NEUROPLASTICITY refers to the dynamism of neural structure in our brains. Studies have shown that our neurons are capable of adapting to change within days if we deliberately practise something that we want to master.

It relates to the saying “practice makes perfect”. Neuroplasticity plays a key role in evolutionary adaptation to support mankind to learn from experience and continue to survive.

For instance, a person who struggles to get up early in the morning faces the challenge of maintaining punctuality. This can be changed by practising a routine of sleeping and waking up early.

Within two to three weeks of practice, he will naturally wake up early and may find it difficult to wake up late as a result of the newly formed neural network in the brain.

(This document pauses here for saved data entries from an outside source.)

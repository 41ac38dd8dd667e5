use std::{collections::HashSet, path::Path};

use serde::Deserialize;
use tabula_codegen::{
    ColumnTraits, DiskEmitter, Emitter, GenerateResult, Generator, GeneratorKind,
    OrdinalStrategy, OutputOptions, OutputTarget, PreviewEmitter, PreviewFile, Renderer,
    Templates, TypeMapper, TypeSource, View, WritePolicy, enum_members, parse_options,
    single_line, warn_missing_primary_key,
};
use tabula_core::{EntityKind, Error, Result, ResultExt};
use tabula_schema::{EnumType, InspectResult, Table};

use crate::{
    PROTOBUF_NAMING, ProtobufTypeMapper,
    files::{EnumFileView, MessageView, ProtoEnum, ProtoEnumValue, ProtoField},
};

/// Name of the aggregate enum file.
pub const ENUM_FILE: &str = "enum.proto";

const TEMPLATES: &[&str] = &[MessageView::TEMPLATE, EnumFileView::TEMPLATE];

/// Configuration of the protobuf target.
#[derive(Debug, Clone, PartialEq, Eq, Deserialize)]
pub struct ProtobufOptions {
    #[serde(flatten)]
    pub output: OutputOptions,
    /// Proto package; also qualifies enum type references.
    #[serde(default)]
    pub package_name: String,
    /// Value of the `java_package` file option, if any.
    #[serde(default)]
    pub java_package: Option<String>,
}

/// Generates proto3 messages and enums.
#[derive(Debug)]
pub struct ProtobufGenerator<R = Templates> {
    target: OutputTarget<R>,
    options: ProtobufOptions,
}

impl ProtobufGenerator {
    /// Configure from a raw configuration entry. Relative paths resolve
    /// against `root`.
    pub fn new(root: &Path, raw: &serde_json::Value) -> Result<Self> {
        let options = parse_options(GeneratorKind::Protobuf, raw)?;
        Self::from_options(root, options)
    }

    pub fn from_options(root: &Path, options: ProtobufOptions) -> Result<Self> {
        let target = OutputTarget::open(GeneratorKind::Protobuf, root, &options.output, TEMPLATES)?;
        Ok(Self { target, options })
    }
}

impl<R: Renderer> ProtobufGenerator<R> {
    /// Render with a different renderer.
    pub fn with_renderer<S: Renderer>(self, renderer: S) -> ProtobufGenerator<S> {
        ProtobufGenerator {
            target: self.target.with_renderer(renderer),
            options: self.options,
        }
    }

    pub fn options(&self) -> &ProtobufOptions {
        &self.options
    }

    /// Emit every message, then `enum.proto`, stopping at the first failure.
    ///
    /// `enum.proto` is written even when the schema has no enum types.
    pub fn generate_into<E: Emitter>(&self, schema: &InspectResult, emitter: &mut E) -> Result<()> {
        let renderer = self.target.renderer();

        for table in self.target.tables(schema) {
            let view = self.message_view(table, schema);
            emitter
                .emit(&PROTOBUF_NAMING.file_name(&table.name, ".proto"), || {
                    renderer.render(&view)
                })
                .in_table(&table.name)?;
        }

        let view = self.enum_file_view(schema)?;
        emitter.emit(ENUM_FILE, || renderer.render(&view))
    }

    fn mapper(&self) -> ProtobufTypeMapper<'_> {
        ProtobufTypeMapper::new(&self.options.package_name)
    }

    pub fn message_view(&self, table: &Table, schema: &InspectResult) -> MessageView {
        warn_missing_primary_key(GeneratorKind::Protobuf.as_str(), table);

        let mapper = self.mapper();
        let policy = WritePolicy::default();
        let mut uses_enum = false;

        let fields = table
            .columns
            .iter()
            .enumerate()
            .map(|(i, column)| {
                let traits = ColumnTraits::analyze(column, schema, &policy);
                uses_enum |= mapper.resolve(column, schema).source == TypeSource::Enum;

                ProtoField {
                    column: column.name.clone(),
                    name: PROTOBUF_NAMING.field_name(&column.name),
                    proto_type: mapper.map_type(column, schema),
                    number: i + 1,
                    comment: single_line(column.comment.as_deref()),
                    check: traits.check,
                }
            })
            .collect();

        MessageView {
            package_name: self.options.package_name.clone(),
            java_package: self.options.java_package.clone(),
            message_name: PROTOBUF_NAMING.type_name(&table.name),
            comment: single_line(table.comment.as_deref()),
            imports: if uses_enum {
                vec![ENUM_FILE.to_string()]
            } else {
                Vec::new()
            },
            fields,
        }
    }

    /// Fails when an enum value does not fit a proto3 enum number.
    pub fn enum_file_view(&self, schema: &InspectResult) -> Result<EnumFileView> {
        Ok(EnumFileView {
            package_name: self.options.package_name.clone(),
            java_package: self.options.java_package.clone(),
            enums: schema.types().map(proto_enum).collect::<Result<_>>()?,
        })
    }
}

/// Build one proto enum, keeping declaration order.
///
/// proto3 needs a zero value, so `<PREFIX>_UNSPECIFIED = 0` is prepended
/// when no member takes 0. Numbers repeat only when two integer literals
/// parse to the same value, which turns on `allow_alias`.
fn proto_enum(ty: &EnumType) -> Result<ProtoEnum> {
    let prefix = PROTOBUF_NAMING.constant_name(&ty.name);

    let mut values = Vec::with_capacity(ty.values.len() + 1);
    for member in enum_members(ty, OrdinalStrategy::NextFree { base: 0 }) {
        if i32::try_from(member.ordinal).is_err() {
            let message = format!("value '{}' is outside the int32 range", member.literal);
            let err = Error::render(EnumFileView::TEMPLATE, message);
            return Err(err.within(EntityKind::Type, &ty.name));
        }
        values.push(ProtoEnumValue {
            name: format!("{}_{}", prefix, member.name),
            literal: member.literal,
            number: member.ordinal,
        });
    }

    if !values.iter().any(|v| v.number == 0) {
        values.insert(
            0,
            ProtoEnumValue {
                name: format!("{}_UNSPECIFIED", prefix),
                literal: String::new(),
                number: 0,
            },
        );
    }

    let mut seen = HashSet::new();
    let allow_alias = !values.iter().all(|v| seen.insert(v.number));

    Ok(ProtoEnum {
        name: PROTOBUF_NAMING.type_name(&ty.name),
        sql_name: ty.name.clone(),
        comment: single_line(ty.comment.as_deref()),
        values,
        allow_alias,
    })
}

impl<R: Renderer> Generator for ProtobufGenerator<R> {
    fn kind(&self) -> GeneratorKind {
        GeneratorKind::Protobuf
    }

    fn output_dir(&self) -> &Path {
        self.target.output_dir()
    }

    fn build(&self, schema: &InspectResult) -> Result<GenerateResult> {
        self.target.log_start();

        let mut emitter = DiskEmitter::new(self.output_dir());
        self.generate_into(schema, &mut emitter)?;

        Ok(GenerateResult {
            kind: self.kind(),
            output: self.output_dir().to_path_buf(),
            files: emitter.into_written(),
        })
    }

    fn preview(&self, schema: &InspectResult) -> Result<Vec<PreviewFile>> {
        let mut emitter = PreviewEmitter::new(self.output_dir());
        self.generate_into(schema, &mut emitter)?;
        Ok(emitter.into_files())
    }
}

A right-handed person, I challenged myself to write with my left hand. I started practising daily and, to my surprise, I could write sentences within a few weeks. As months passed by, I became ambidextrous.

With neuroplasticity, we can change our unwanted habits as well as make adjustments to life events.

For example, if you feel reading is a difficult task, try reading a paragraph per day consistently for one to two weeks without giving up and you may find yourself becoming passionate about reading.

Any newly formed neural network gets stronger with repetition and intensity. It weakens and fades away if no practice or stimuli is given.

If you continuously rehearse a particular activity over a period of time, it becomes second nature. This is the power of neuroplasticity.

We normally avoid the behavioural changes by saying it is too difficult to carry out. In order to form the new neural network, we should adhere to the change process for a few weeks or even months.

With neuroplasticity, you have the power to rewire your brain.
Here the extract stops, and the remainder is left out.